Great coverage of an important issue (“The new BWL plant: Is gas the way to go?) by City Pulse’s Larry Cosentino this week. And kudos to the folks who are courageous enough to push back and ask tough questions of LBWL decision makers. The technology is indeed changing fast. An often overlooked or under-considered element in investment choices is the acceptable payback time. If one expects a five year payback time before investing it reduces the narrow financial options over even adding two more years to the payback schedule. But the carbon dioxide savings could be huge.
One should also remember, with any fossil fuel based systems, you have to keep mining and paying for the fuel year after year and generally those costs rise.

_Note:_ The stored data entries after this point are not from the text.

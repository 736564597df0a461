// Query criteria builder: search criteria become an ordered list of typed
// predicates, compiled at the edge into SQL condition fragments plus a
// parameter list. Conditions are always joined with AND; the Active-status
// predicate is always present.

use sqlx::sqlite::SqliteArguments;
use sqlx::Sqlite;

use crate::models::SearchCriteria;

/// One bound query parameter.
#[derive(Debug, Clone, PartialEq)]
pub enum Param {
    Text(String),
    Int(i64),
    Real(f64),
    Bool(bool),
}

/// A boolean condition over the GoodWork node (aliased `g` in every query
/// this fragment is spliced into).
#[derive(Debug, Clone, PartialEq)]
pub enum Predicate {
    /// `status == Active`, always present.
    StatusActive,
    /// Scalar property comparison on the GoodWork node itself.
    PropEq { field: &'static str, value: Param },
    PropGte { field: &'static str, value: Param },
    PropLte { field: &'static str, value: Param },
    /// Linked node (via `edge_type`) whose `name` property equals the value.
    RelatedByName {
        edge_type: &'static str,
        label: &'static str,
        name: String,
    },
    /// Linked node whose `name` property is any of the values.
    RelatedAnyName {
        edge_type: &'static str,
        label: &'static str,
        names: Vec<String>,
    },
    /// Axis-aligned bounding box over latitude/longitude.
    BoundingBox {
        min_lat: f64,
        max_lat: f64,
        min_lng: f64,
        max_lng: f64,
    },
    /// Case-insensitive substring match ORed across the text-bearing fields
    /// (name, description, detailed description, contact email).
    TextSearch { term: String },
    /// `maxParticipants` unset or `currentParticipants < maxParticipants`.
    HasAvailableSpots,
}

impl Predicate {
    fn prop(field: &str) -> String {
        format!("json_extract(g.props, '$.{}')", field)
    }

    /// Compile to a SQL condition plus its parameters, in bind order.
    pub fn compile(&self) -> (String, Vec<Param>) {
        match self {
            Predicate::StatusActive => (
                format!("{} = ?", Self::prop("status")),
                vec![Param::Text("Active".to_string())],
            ),
            Predicate::PropEq { field, value } => {
                (format!("{} = ?", Self::prop(field)), vec![value.clone()])
            }
            Predicate::PropGte { field, value } => {
                (format!("{} >= ?", Self::prop(field)), vec![value.clone()])
            }
            Predicate::PropLte { field, value } => {
                (format!("{} <= ?", Self::prop(field)), vec![value.clone()])
            }
            Predicate::RelatedByName {
                edge_type,
                label,
                name,
            } => (
                format!(
                    "EXISTS (SELECT 1 FROM edges e JOIN nodes n ON n.id = e.target_id \
                     WHERE e.source_id = g.id AND e.edge_type = '{}' AND n.label = '{}' \
                     AND json_extract(n.props, '$.name') = ?)",
                    edge_type, label
                ),
                vec![Param::Text(name.clone())],
            ),
            Predicate::RelatedAnyName {
                edge_type,
                label,
                names,
            } => {
                let placeholders = vec!["?"; names.len()].join(", ");
                (
                    format!(
                        "EXISTS (SELECT 1 FROM edges e JOIN nodes n ON n.id = e.target_id \
                         WHERE e.source_id = g.id AND e.edge_type = '{}' AND n.label = '{}' \
                         AND json_extract(n.props, '$.name') IN ({}))",
                        edge_type, label, placeholders
                    ),
                    names.iter().map(|n| Param::Text(n.clone())).collect(),
                )
            }
            Predicate::BoundingBox {
                min_lat,
                max_lat,
                min_lng,
                max_lng,
            } => (
                format!(
                    "{lat} >= ? AND {lat} <= ? AND {lng} >= ? AND {lng} <= ?",
                    lat = Self::prop("latitude"),
                    lng = Self::prop("longitude")
                ),
                vec![
                    Param::Real(*min_lat),
                    Param::Real(*max_lat),
                    Param::Real(*min_lng),
                    Param::Real(*max_lng),
                ],
            ),
            Predicate::TextSearch { term } => {
                let like = |field: &str| {
                    format!("lower({}) LIKE '%' || lower(?) || '%'", Self::prop(field))
                };
                let contact = "EXISTS (SELECT 1 FROM edges e JOIN nodes n ON n.id = e.target_id \
                               WHERE e.source_id = g.id AND e.edge_type = 'HAS_CONTACT' \
                               AND lower(json_extract(n.props, '$.email')) LIKE '%' || lower(?) || '%')";
                (
                    format!(
                        "({} OR {} OR {} OR {})",
                        like("name"),
                        like("description"),
                        like("detailedDescription"),
                        contact
                    ),
                    vec![Param::Text(term.clone()); 4],
                )
            }
            Predicate::HasAvailableSpots => (
                format!(
                    "({max} IS NULL OR coalesce({cur}, 0) < {max})",
                    max = Self::prop("maxParticipants"),
                    cur = Self::prop("currentParticipants")
                ),
                vec![],
            ),
        }
    }
}

/// Compiled WHERE fragment: ordered conditions and their parameters.
#[derive(Debug, Clone)]
pub struct QueryFragment {
    pub conditions: Vec<String>,
    pub params: Vec<Param>,
}

impl QueryFragment {
    pub fn where_clause(&self) -> String {
        self.conditions.join(" AND ")
    }
}

/// Degrees of latitude per mile is roughly constant; degrees of longitude
/// shrink with the cosine of the latitude. The box is a deliberate
/// approximation of the radius, not a geodesic circle.
fn bounding_box(center_lat: f64, center_lng: f64, radius_miles: f64) -> Predicate {
    let lat_delta = radius_miles / 69.0;
    let lng_delta = radius_miles / (69.0 * center_lat.to_radians().cos());
    Predicate::BoundingBox {
        min_lat: center_lat - lat_delta,
        max_lat: center_lat + lat_delta,
        min_lng: center_lng - lng_delta,
        max_lng: center_lng + lng_delta,
    }
}

const START_TIME_FORMAT: &str = "%Y-%m-%dT%H:%M:%S";

/// Translate search criteria into the ordered predicate list.
pub fn build_criteria(criteria: &SearchCriteria) -> Vec<Predicate> {
    let mut predicates = vec![Predicate::StatusActive];

    if let Some(category) = &criteria.category {
        predicates.push(Predicate::RelatedByName {
            edge_type: "BELONGS_TO",
            label: "Category",
            name: category.clone(),
        });
    }

    if let Some(sub) = &criteria.sub_category {
        predicates.push(Predicate::RelatedByName {
            edge_type: "HAS_SUBCATEGORY",
            label: "SubCategory",
            name: sub.clone(),
        });
    }

    if !criteria.tags.is_empty() {
        predicates.push(Predicate::RelatedAnyName {
            edge_type: "TAGGED_WITH",
            label: "Tag",
            names: criteria.tags.clone(),
        });
    }

    if let (Some(lat), Some(lng), Some(radius)) = (
        criteria.center_latitude,
        criteria.center_longitude,
        criteria.radius_miles,
    ) {
        predicates.push(bounding_box(lat, lng, radius));
    }

    if let Some(from) = criteria.start_date_from {
        predicates.push(Predicate::PropGte {
            field: "startTime",
            value: Param::Text(from.format(START_TIME_FORMAT).to_string()),
        });
    }

    if let Some(to) = criteria.start_date_to {
        predicates.push(Predicate::PropLte {
            field: "startTime",
            value: Param::Text(to.format(START_TIME_FORMAT).to_string()),
        });
    }

    if let Some(effort) = criteria.effort_level {
        predicates.push(Predicate::PropEq {
            field: "effortLevel",
            value: Param::Text(effort.as_str().to_string()),
        });
    }

    if let Some(is_virtual) = criteria.is_virtual {
        predicates.push(Predicate::PropEq {
            field: "isVirtual",
            value: Param::Bool(is_virtual),
        });
    }

    if let Some(accessible) = criteria.is_accessible {
        predicates.push(Predicate::PropEq {
            field: "isAccessible",
            value: Param::Bool(accessible),
        });
    }

    if let Some(family) = criteria.family_friendly {
        predicates.push(Predicate::PropEq {
            field: "familyFriendly",
            value: Param::Bool(family),
        });
    }

    if !criteria.required_skills.is_empty() {
        predicates.push(Predicate::RelatedAnyName {
            edge_type: "REQUIRES_SKILL",
            label: "Skill",
            names: criteria.required_skills.clone(),
        });
    }

    if criteria.has_available_spots == Some(true) {
        predicates.push(Predicate::HasAvailableSpots);
    }

    if let Some(text) = &criteria.search_text {
        let text = text.trim();
        if !text.is_empty() {
            predicates.push(Predicate::TextSearch {
                term: text.to_string(),
            });
        }
    }

    predicates
}

/// Compile an ordered predicate list into a WHERE fragment.
pub fn compile(predicates: &[Predicate]) -> QueryFragment {
    let mut conditions = Vec::with_capacity(predicates.len());
    let mut params = Vec::new();
    for predicate in predicates {
        let (condition, mut predicate_params) = predicate.compile();
        conditions.push(condition);
        params.append(&mut predicate_params);
    }
    QueryFragment { conditions, params }
}

/// Bind a parameter list, in order, onto a prepared query.
pub fn bind_params<'q>(
    mut query: sqlx::query::Query<'q, Sqlite, SqliteArguments<'q>>,
    params: &[Param],
) -> sqlx::query::Query<'q, Sqlite, SqliteArguments<'q>> {
    for param in params {
        query = match param {
            Param::Text(s) => query.bind(s.clone()),
            Param::Int(i) => query.bind(*i),
            Param::Real(f) => query.bind(*f),
            Param::Bool(b) => query.bind(*b),
        };
    }
    query
}

#[cfg(test)]
mod tests {
    use super::*;
    use crate::models::EffortLevel;
    use chrono::NaiveDate;

    #[test]
    fn empty_criteria_is_active_only() {
        let predicates = build_criteria(&SearchCriteria::default());
        assert_eq!(predicates, vec![Predicate::StatusActive]);

        let fragment = compile(&predicates);
        assert_eq!(fragment.conditions.len(), 1);
        assert_eq!(fragment.params, vec![Param::Text("Active".to_string())]);
        assert!(fragment.where_clause().contains("$.status"));
    }

    #[test]
    fn bounding_box_converts_miles_to_degree_deltas() {
        // 69 miles at the equator is one degree in both axes.
        let criteria = SearchCriteria {
            center_latitude: Some(0.0),
            center_longitude: Some(10.0),
            radius_miles: Some(69.0),
            ..Default::default()
        };
        let predicates = build_criteria(&criteria);
        let bbox = predicates
            .iter()
            .find_map(|p| match p {
                Predicate::BoundingBox {
                    min_lat,
                    max_lat,
                    min_lng,
                    max_lng,
                } => Some((*min_lat, *max_lat, *min_lng, *max_lng)),
                _ => None,
            })
            .expect("bounding box predicate");

        assert!((bbox.0 - -1.0).abs() < 1e-9);
        assert!((bbox.1 - 1.0).abs() < 1e-9);
        assert!((bbox.2 - 9.0).abs() < 1e-9);
        assert!((bbox.3 - 11.0).abs() < 1e-9);
    }

    #[test]
    fn longitude_delta_widens_away_from_equator() {
        let criteria = SearchCriteria {
            center_latitude: Some(60.0),
            center_longitude: Some(0.0),
            radius_miles: Some(69.0),
            ..Default::default()
        };
        let predicates = build_criteria(&criteria);
        if let Some(Predicate::BoundingBox {
            min_lng, max_lng, ..
        }) = predicates.iter().find(|p| matches!(p, Predicate::BoundingBox { .. }))
        {
            // cos(60 deg) = 0.5, so the longitude half-width doubles.
            assert!((max_lng - min_lng - 4.0).abs() < 1e-9);
        } else {
            panic!("bounding box predicate missing");
        }
    }

    #[test]
    fn text_search_binds_the_term_once_per_field() {
        let predicate = Predicate::TextSearch {
            term: "River".to_string(),
        };
        let (condition, params) = predicate.compile();
        assert_eq!(params.len(), 4);
        assert!(params.iter().all(|p| *p == Param::Text("River".to_string())));
        assert!(condition.contains("lower("));
        assert_eq!(condition.matches(" OR ").count(), 3);
    }

    #[test]
    fn available_spots_has_no_parameters() {
        let (condition, params) = Predicate::HasAvailableSpots.compile();
        assert!(params.is_empty());
        assert!(condition.contains("maxParticipants"));
        assert!(condition.contains("IS NULL"));
    }

    #[test]
    fn full_criteria_keeps_declaration_order() {
        let criteria = SearchCriteria {
            category: Some("Environment".to_string()),
            tags: vec!["outdoors".to_string()],
            effort_level: Some(EffortLevel::Easy),
            is_virtual: Some(false),
            has_available_spots: Some(true),
            search_text: Some("cleanup".to_string()),
            start_date_from: Some(
                NaiveDate::from_ymd_opt(2024, 6, 1)
                    .unwrap()
                    .and_hms_opt(0, 0, 0)
                    .unwrap(),
            ),
            ..Default::default()
        };

        let predicates = build_criteria(&criteria);
        assert!(matches!(predicates[0], Predicate::StatusActive));
        assert!(matches!(predicates[1], Predicate::RelatedByName { edge_type: "BELONGS_TO", .. }));
        assert!(matches!(predicates[2], Predicate::RelatedAnyName { edge_type: "TAGGED_WITH", .. }));
        assert!(matches!(predicates[3], Predicate::PropGte { field: "startTime", .. }));
        assert!(matches!(predicates[4], Predicate::PropEq { field: "effortLevel", .. }));
        assert!(matches!(predicates[5], Predicate::PropEq { field: "isVirtual", .. }));
        assert!(matches!(predicates[6], Predicate::HasAvailableSpots));
        assert!(matches!(predicates[7], Predicate::TextSearch { .. }));
    }

    #[test]
    fn date_range_parameters_sort_lexicographically() {
        let from = NaiveDate::from_ymd_opt(2024, 6, 1)
            .unwrap()
            .and_hms_opt(9, 30, 0)
            .unwrap();
        let criteria = SearchCriteria {
            start_date_from: Some(from),
            ..Default::default()
        };
        let fragment = compile(&build_criteria(&criteria));
        assert!(fragment
            .params
            .contains(&Param::Text("2024-06-01T09:30:00".to_string())));
    }
}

Renewable energy, especially wind and solar have high initial capital costs, but are fuel free in the future, even if you don’t care about carbon release BUT WE MUST!!!
What I have seen consistently overlooked is the simplest and cheapest approach – CONSERVATION. Simple stuff that has huge impacts when multiplied by hundreds, thou sands, millions of users. When we started the campus sustainability office at MSU almost two decades ago we recognized that tens of thousands of computers plugged into campus increased demand from the power plant.
Studies showed that huge percentages of computers were left on all the time when not in use.
Turning them off, when not in use, could literally save millions of watts on campus. Similarly for example, lowering thermostats one degree in the winter or raising one degree in the summer offer significant savings of money and CO2.
Decreasing energy demand means our energy production can be smaller, more flexible, and more adaptable to challenges and opportunities than huge centralized systems. Policies that incentivize energy waste reduction and improve efficiency will make renewable energy options financially easier, especially for those who lack the urgent concern for the accelerating climate destabilization that is headed our way. Come on LBWL, you can do better.
Terry Link Laingsburg (Terry Link is the founding director of the MSU Office of Sustainability.)